Remondis beschert Änderungen
24.11.2008 | 19:55 Uhr 2008-11-24T19:55:16+0100Abfuhrtermine und -bezirke sind neu geordnet. Ab sofort gibt's eine zweite Ausgabestelle für Gelbe Säcke an der Friedrich-Ebert-Straße. Das ist aber nicht das Bürgerbüro
Remondis, das Entsorgungsunternehmen für Gelbe Säcke und Tonnen, "beschert" den Hellwegstädtern eine weihnachtliche Überraschung - passend zum Advent sogar mit einem Kalender. Der informiert über die ab ersten Dezember gültigen neuen Abfuhrtermine und -bezirke. Diese ergeben sich durch die "Optimierung der Touren", wie Firmensprecher Michael J. Schneider auf Anfrage der WAZ mitteilte.

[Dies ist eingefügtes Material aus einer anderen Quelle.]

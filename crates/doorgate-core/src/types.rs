use crate::{
    Result,
    constants::{KEY_SIZE, MAX_CREDENTIAL_LENGTH, MIN_CREDENTIAL_LENGTH},
    error::Error,
};
use serde::{Deserialize, Deserializer, Serialize, Serializer};
use std::fmt;
use subtle::ConstantTimeEq;
use uuid::Uuid;
use zeroize::{Zeroize, ZeroizeOnDrop};

/// Raw credential bytes as reported by the contactless reader.
///
/// # Security
/// Comparison is constant-time and `Debug` only reveals the length, so a
/// credential never ends up in a log line by accident.
#[derive(Clone, Eq)]
pub struct Credential(Vec<u8>);

impl Credential {
    /// Create a credential with validation.
    ///
    /// # Errors
    /// Returns `Error::InvalidCredential` if the byte sequence is empty or
    /// longer than [`MAX_CREDENTIAL_LENGTH`].
    pub fn new(bytes: impl Into<Vec<u8>>) -> Result<Self> {
        let bytes = bytes.into();
        let len = bytes.len();
        if !(MIN_CREDENTIAL_LENGTH..=MAX_CREDENTIAL_LENGTH).contains(&len) {
            return Err(Error::InvalidCredential(format!(
                "Credential must be {MIN_CREDENTIAL_LENGTH}-{MAX_CREDENTIAL_LENGTH} bytes, got {len}"
            )));
        }
        Ok(Credential(bytes))
    }

    /// Parse a credential from a hex string (case-insensitive).
    ///
    /// # Errors
    /// Returns `Error::InvalidCredential` on malformed hex or bad length.
    pub fn from_hex(hex_str: &str) -> Result<Self> {
        let bytes = hex::decode(hex_str.trim())
            .map_err(|e| Error::InvalidCredential(format!("Invalid hex credential: {e}")))?;
        Credential::new(bytes)
    }

    #[must_use]
    pub fn as_bytes(&self) -> &[u8] {
        &self.0
    }

    #[must_use]
    pub fn len(&self) -> usize {
        self.0.len()
    }

    /// Always `false`; kept for API symmetry with `len`.
    #[must_use]
    pub fn is_empty(&self) -> bool {
        self.0.is_empty()
    }
}

impl fmt::Debug for Credential {
    fn fmt(&self, f: &mut fmt::Formatter<'_>) -> fmt::Result {
        write!(f, "Credential(len={})", self.0.len())
    }
}

impl PartialEq for Credential {
    fn eq(&self, other: &Self) -> bool {
        self.0.as_slice().ct_eq(other.0.as_slice()).into()
    }
}

impl TryFrom<&[u8]> for Credential {
    type Error = Error;

    fn try_from(bytes: &[u8]) -> Result<Self> {
        Credential::new(bytes.to_vec())
    }
}

/// Identifier of this endpoint, sent to the server as `"UUID"`.
#[derive(Debug, Clone, Copy, PartialEq, Eq, Hash)]
pub struct DeviceId(Uuid);

impl DeviceId {
    #[must_use]
    pub fn new(id: Uuid) -> Self {
        DeviceId(id)
    }

    /// Generate a fresh random identifier (used when provisioning a device).
    #[must_use]
    pub fn generate() -> Self {
        DeviceId(Uuid::new_v4())
    }

    #[must_use]
    pub fn as_uuid(&self) -> &Uuid {
        &self.0
    }
}

impl fmt::Display for DeviceId {
    fn fmt(&self, f: &mut fmt::Formatter) -> fmt::Result {
        write!(f, "{}", self.0.hyphenated())
    }
}

impl std::str::FromStr for DeviceId {
    type Err = Error;

    fn from_str(s: &str) -> Result<Self> {
        Uuid::parse_str(s.trim())
            .map(DeviceId)
            .map_err(|e| Error::InvalidDeviceId(format!("{s}: {e}")))
    }
}

impl Serialize for DeviceId {
    fn serialize<S: Serializer>(&self, serializer: S) -> std::result::Result<S::Ok, S::Error> {
        serializer.collect_str(self)
    }
}

impl<'de> Deserialize<'de> for DeviceId {
    fn deserialize<D: Deserializer<'de>>(deserializer: D) -> std::result::Result<Self, D::Error> {
        let s = String::deserialize(deserializer)?;
        s.parse().map_err(serde::de::Error::custom)
    }
}

/// AES-128 key shared with the authorization server.
///
/// Zeroized on drop and redacted in `Debug`.
#[derive(Clone, Zeroize, ZeroizeOnDrop)]
pub struct EncryptionKey([u8; KEY_SIZE]);

impl EncryptionKey {
    #[must_use]
    pub fn new(bytes: [u8; KEY_SIZE]) -> Self {
        EncryptionKey(bytes)
    }

    /// Parse a key from exactly 32 hex characters.
    ///
    /// # Errors
    /// Returns `Error::InvalidKey` on malformed hex or wrong length.
    pub fn from_hex(hex_str: &str) -> Result<Self> {
        let hex_str = hex_str.trim();
        if hex_str.len() != KEY_SIZE * 2 {
            return Err(Error::InvalidKey(format!(
                "Key must be {} hex characters, got {}",
                KEY_SIZE * 2,
                hex_str.len()
            )));
        }
        let mut bytes = [0u8; KEY_SIZE];
        hex::decode_to_slice(hex_str, &mut bytes)
            .map_err(|e| Error::InvalidKey(format!("Invalid hex key: {e}")))?;
        Ok(EncryptionKey(bytes))
    }

    #[must_use]
    pub fn as_bytes(&self) -> &[u8; KEY_SIZE] {
        &self.0
    }
}

impl fmt::Debug for EncryptionKey {
    fn fmt(&self, f: &mut fmt::Formatter<'_>) -> fmt::Result {
        f.write_str("EncryptionKey(<redacted>)")
    }
}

Allerdings sind, so bestätigt er, noch nicht alle Haushalte mit diesem Kalender bedacht worden. "Die Verteilung läuft noch bis Ende November", sagte er. In Höntrop erhält die Kundschaft das mehrseitige Papier mit Kalendarium und Straßenverzeichnis im Kiosk "Pick up", wo Betreiber Dirk Kontny (42) schon seit einem Jahr die kostenlosen Rollen mit Gelben Säcken verteilt. "Selbst in Leithe und Günnigfeld kennen uns die Leute mittlerweile." Was nicht verwundert, denn im fast abgelaufenen Jahr war sein Geschäft das einzige vor Ort, in dem es den begehrten Nachschub an gelbem Plastik gab. Aber mehr als zwei Rollen gibt auch Dirk Kontny nicht raus - selbst wenn manche "Sammler" gern mehr davon hätten.
Remondis "beschenkt" seine Kunden sogar schon vor Weihnachten mit einer zweiten Ausgabestelle. Neuerdings ist das der Kiosk an der Friedrich-Ebert-Straße 6, neben der Polizeiwache. Der ist allerdings unter der Firmenadresse im Internet (www.remondis.de) noch nicht aufgeführt, steht aber auf dem Papierplan.
Der wiederum weist zwei aufgedruckte Abholkarten für Gelbe Säcke auf, die ihrerseits gegenüber der neuen Ausgabestelle, im Rathaus nämlich, für viel Unruhe gesorgt hat. Denn die Abholkarte trägt den Zusatz "Stadt Bochum". Nach Feststellung von Karlheinz Kayhs, Leiter des dortigen Bürgerbüros, sind schon bis zu einem Dutzend Hellwegstädter pro Tag vorstellig geworden, um Gelbe Säcke abzuholen. Was da aber gar nicht möglich ist. "Unsere Mitarbeiter sind zum Teil heftig angegangen worden", beschreibt er eine wenig festliche Atmosphäre. Laut Remondis ist mit dem Zusatz lediglich das Stadtgebiet gemeint, nicht die Stadtverwaltung.